## Work order:
Among the entries below, one stretch runs from the line that contains "SearchOutcome::Found(concerts)" through the line that contains "pub mod ports;". Repeat that stretch exactly, ends included, and only that.

## Data for review:

....

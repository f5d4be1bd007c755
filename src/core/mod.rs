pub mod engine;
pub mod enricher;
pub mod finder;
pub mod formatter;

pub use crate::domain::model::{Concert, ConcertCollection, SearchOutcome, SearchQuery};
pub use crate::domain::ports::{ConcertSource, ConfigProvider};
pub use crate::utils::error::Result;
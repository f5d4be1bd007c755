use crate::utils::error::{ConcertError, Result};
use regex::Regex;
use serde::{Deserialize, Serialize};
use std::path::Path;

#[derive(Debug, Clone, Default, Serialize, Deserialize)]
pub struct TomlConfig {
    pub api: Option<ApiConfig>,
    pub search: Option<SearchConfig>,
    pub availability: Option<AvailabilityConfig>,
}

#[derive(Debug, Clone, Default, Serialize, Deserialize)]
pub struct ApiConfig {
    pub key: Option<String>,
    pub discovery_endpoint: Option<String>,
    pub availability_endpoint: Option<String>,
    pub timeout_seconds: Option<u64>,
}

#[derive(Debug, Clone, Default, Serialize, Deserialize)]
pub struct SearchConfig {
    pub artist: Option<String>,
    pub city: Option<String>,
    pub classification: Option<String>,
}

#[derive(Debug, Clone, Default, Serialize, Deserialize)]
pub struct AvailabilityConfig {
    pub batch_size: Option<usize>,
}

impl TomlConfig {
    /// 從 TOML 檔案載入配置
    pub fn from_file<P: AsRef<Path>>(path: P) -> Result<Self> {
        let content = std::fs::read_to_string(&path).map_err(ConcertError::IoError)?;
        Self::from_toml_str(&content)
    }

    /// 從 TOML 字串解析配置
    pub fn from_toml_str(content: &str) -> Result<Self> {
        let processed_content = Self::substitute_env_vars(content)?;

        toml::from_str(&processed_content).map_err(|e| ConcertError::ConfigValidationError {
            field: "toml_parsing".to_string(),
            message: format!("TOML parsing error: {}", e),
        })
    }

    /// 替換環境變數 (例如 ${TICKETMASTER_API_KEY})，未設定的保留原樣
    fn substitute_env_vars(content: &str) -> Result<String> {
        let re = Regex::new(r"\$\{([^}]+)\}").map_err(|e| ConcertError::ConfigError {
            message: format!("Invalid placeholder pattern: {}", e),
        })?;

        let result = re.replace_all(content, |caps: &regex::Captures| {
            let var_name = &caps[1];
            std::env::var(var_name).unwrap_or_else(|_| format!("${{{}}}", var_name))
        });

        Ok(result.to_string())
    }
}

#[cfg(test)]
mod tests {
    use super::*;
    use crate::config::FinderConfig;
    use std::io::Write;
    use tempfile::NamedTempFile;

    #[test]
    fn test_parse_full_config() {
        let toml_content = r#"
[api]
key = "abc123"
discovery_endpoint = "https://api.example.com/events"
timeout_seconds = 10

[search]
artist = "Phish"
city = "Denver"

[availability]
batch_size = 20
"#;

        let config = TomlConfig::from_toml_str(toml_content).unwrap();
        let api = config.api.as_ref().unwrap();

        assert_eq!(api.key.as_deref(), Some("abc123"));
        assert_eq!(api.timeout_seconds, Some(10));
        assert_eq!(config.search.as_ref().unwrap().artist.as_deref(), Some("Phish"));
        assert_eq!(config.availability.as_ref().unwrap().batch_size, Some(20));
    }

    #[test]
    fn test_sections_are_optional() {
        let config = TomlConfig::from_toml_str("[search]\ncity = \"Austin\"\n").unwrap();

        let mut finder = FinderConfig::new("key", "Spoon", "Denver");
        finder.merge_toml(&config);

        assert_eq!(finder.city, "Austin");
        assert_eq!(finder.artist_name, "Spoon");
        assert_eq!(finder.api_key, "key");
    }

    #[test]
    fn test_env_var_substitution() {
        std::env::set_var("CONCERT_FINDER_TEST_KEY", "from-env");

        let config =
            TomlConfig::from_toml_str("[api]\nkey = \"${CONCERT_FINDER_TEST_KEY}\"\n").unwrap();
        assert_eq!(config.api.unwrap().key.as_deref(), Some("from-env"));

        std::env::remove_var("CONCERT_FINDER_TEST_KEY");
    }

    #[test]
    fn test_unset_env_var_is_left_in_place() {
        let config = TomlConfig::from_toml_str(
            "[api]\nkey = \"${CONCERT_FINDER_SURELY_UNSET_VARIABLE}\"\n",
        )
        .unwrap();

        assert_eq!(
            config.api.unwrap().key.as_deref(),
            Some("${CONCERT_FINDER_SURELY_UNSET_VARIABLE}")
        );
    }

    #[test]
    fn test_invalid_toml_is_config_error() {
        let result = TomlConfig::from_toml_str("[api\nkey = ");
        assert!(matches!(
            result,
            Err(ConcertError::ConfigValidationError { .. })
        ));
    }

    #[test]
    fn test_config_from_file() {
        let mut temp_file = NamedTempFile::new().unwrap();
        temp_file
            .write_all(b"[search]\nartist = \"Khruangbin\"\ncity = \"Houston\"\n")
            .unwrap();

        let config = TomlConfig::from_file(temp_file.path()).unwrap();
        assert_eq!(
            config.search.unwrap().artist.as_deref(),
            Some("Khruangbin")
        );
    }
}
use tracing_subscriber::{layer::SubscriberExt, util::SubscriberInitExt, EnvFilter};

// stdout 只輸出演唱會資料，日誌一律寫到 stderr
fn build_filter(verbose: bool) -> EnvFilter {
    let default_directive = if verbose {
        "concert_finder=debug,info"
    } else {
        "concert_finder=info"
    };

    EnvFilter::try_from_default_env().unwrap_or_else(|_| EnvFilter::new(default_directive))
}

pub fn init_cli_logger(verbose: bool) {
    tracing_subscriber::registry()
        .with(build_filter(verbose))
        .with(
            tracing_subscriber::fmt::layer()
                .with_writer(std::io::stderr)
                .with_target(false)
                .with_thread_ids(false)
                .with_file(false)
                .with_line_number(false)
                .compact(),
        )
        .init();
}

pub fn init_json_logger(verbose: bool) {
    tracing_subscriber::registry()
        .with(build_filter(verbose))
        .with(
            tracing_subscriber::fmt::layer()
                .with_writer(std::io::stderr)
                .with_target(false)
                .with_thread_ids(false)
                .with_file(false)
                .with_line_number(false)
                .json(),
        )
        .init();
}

....

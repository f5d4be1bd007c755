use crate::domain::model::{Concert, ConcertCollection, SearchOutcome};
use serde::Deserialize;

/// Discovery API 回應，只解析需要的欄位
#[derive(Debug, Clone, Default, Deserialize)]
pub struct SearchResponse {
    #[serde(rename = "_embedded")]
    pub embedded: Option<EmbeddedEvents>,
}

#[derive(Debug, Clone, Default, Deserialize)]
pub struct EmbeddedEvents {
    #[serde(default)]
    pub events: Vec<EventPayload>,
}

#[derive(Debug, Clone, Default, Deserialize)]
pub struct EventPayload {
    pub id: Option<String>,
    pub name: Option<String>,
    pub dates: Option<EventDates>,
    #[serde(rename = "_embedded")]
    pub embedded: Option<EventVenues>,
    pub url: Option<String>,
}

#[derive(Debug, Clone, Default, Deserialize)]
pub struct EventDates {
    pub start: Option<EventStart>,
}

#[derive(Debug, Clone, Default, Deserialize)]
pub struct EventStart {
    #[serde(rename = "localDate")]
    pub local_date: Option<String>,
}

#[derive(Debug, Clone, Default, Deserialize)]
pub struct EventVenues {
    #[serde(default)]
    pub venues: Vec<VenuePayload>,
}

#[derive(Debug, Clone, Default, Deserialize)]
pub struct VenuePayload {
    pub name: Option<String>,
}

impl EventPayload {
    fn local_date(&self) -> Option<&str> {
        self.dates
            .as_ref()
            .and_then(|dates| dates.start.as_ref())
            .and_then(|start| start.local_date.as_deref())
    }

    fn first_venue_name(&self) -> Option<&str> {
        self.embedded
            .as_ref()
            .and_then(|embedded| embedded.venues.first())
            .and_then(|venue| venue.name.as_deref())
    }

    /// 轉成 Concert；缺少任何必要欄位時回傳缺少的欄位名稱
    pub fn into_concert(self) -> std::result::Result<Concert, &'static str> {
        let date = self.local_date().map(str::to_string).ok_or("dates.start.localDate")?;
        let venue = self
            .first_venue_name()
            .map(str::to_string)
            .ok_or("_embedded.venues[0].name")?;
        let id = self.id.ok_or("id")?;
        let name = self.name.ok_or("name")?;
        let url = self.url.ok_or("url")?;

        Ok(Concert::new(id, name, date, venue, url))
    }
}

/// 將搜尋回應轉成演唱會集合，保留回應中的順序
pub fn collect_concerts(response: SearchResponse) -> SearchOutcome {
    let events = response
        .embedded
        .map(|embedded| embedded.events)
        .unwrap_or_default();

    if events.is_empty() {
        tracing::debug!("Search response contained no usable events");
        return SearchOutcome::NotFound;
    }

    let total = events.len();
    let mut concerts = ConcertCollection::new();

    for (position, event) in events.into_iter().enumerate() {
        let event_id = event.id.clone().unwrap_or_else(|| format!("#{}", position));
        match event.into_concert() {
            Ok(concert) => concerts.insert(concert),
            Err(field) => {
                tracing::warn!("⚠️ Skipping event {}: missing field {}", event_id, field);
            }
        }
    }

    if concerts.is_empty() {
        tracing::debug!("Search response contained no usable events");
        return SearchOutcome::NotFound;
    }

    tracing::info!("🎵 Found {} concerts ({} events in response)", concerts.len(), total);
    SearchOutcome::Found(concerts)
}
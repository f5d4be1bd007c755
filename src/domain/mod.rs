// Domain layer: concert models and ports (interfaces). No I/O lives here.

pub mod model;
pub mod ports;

....

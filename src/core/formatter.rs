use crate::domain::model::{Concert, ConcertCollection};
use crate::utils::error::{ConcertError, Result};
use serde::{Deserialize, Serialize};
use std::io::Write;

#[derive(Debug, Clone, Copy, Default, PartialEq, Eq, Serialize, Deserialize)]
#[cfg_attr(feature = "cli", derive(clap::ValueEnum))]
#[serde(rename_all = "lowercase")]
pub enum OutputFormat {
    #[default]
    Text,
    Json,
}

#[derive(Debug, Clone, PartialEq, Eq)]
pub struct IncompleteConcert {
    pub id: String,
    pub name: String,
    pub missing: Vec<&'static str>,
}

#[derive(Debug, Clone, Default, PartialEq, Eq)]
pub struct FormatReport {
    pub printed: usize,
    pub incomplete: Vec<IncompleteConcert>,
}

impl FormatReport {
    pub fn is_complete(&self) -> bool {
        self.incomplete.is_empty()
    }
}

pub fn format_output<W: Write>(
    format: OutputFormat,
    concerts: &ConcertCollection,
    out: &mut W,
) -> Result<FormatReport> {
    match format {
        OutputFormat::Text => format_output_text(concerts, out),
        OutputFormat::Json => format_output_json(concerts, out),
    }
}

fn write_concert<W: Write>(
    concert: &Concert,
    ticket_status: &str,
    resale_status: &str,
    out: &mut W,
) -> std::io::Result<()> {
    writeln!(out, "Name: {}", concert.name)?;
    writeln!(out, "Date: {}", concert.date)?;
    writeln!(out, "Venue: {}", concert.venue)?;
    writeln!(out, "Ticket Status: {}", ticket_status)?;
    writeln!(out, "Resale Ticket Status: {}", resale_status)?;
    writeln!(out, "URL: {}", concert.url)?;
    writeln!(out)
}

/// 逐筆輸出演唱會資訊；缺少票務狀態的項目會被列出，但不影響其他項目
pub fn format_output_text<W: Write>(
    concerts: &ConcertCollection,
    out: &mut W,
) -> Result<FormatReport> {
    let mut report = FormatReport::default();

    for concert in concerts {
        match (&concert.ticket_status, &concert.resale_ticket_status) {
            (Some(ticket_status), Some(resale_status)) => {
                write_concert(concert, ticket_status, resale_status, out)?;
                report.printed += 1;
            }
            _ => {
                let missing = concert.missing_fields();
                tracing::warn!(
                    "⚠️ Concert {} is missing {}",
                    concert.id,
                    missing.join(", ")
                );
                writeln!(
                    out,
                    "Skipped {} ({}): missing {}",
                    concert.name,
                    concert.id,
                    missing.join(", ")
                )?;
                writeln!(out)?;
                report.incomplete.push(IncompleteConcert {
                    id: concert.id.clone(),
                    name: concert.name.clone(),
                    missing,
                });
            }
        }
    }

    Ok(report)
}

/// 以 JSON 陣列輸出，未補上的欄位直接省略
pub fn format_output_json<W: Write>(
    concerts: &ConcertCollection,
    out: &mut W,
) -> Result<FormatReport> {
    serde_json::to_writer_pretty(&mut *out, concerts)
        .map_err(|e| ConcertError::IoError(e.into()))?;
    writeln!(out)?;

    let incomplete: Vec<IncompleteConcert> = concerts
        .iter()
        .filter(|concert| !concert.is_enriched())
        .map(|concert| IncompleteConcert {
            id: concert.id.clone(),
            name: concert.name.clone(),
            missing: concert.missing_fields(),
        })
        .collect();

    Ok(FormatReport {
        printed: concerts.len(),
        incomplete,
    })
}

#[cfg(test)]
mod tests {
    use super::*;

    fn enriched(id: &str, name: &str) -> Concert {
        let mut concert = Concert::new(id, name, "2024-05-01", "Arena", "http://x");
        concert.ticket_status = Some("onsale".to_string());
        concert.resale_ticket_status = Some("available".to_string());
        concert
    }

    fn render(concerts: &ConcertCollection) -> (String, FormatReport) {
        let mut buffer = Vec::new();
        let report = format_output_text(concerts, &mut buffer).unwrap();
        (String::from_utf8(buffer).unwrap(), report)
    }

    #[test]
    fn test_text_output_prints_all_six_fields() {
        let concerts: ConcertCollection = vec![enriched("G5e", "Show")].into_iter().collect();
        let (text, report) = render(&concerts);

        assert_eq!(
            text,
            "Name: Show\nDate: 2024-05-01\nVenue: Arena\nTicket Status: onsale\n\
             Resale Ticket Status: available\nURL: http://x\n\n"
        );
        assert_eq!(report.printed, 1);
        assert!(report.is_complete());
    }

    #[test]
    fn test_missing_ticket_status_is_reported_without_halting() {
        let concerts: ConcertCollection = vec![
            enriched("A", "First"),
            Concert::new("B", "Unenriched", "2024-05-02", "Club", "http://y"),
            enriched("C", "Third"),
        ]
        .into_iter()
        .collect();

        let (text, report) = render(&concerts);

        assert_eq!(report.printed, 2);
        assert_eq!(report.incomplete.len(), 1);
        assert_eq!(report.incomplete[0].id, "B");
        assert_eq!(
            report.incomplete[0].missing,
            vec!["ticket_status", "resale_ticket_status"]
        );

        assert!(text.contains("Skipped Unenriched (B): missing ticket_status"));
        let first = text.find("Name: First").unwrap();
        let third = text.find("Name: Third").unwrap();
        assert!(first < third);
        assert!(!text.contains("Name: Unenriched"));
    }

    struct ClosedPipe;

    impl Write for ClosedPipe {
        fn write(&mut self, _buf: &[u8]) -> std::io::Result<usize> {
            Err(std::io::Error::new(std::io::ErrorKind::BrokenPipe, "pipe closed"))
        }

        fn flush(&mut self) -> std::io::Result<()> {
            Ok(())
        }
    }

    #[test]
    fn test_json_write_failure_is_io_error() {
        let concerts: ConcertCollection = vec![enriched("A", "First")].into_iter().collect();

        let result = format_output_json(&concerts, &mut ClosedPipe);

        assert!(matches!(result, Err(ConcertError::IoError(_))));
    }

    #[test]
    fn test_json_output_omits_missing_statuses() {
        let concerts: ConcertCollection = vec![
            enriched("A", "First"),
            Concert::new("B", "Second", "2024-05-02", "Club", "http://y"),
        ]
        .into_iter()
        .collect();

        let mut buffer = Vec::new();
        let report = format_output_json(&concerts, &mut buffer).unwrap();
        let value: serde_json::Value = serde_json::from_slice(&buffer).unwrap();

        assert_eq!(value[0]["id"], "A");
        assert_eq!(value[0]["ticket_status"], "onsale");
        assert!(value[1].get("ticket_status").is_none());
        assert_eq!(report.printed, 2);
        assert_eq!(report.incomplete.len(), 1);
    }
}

....

## Task result:
    SearchOutcome::Found(concerts)
}
repository f5d4be1bd007c755
filename src/domain/mod.rs
// Domain layer: concert models and ports (interfaces). No I/O lives here.

pub mod model;
pub mod ports;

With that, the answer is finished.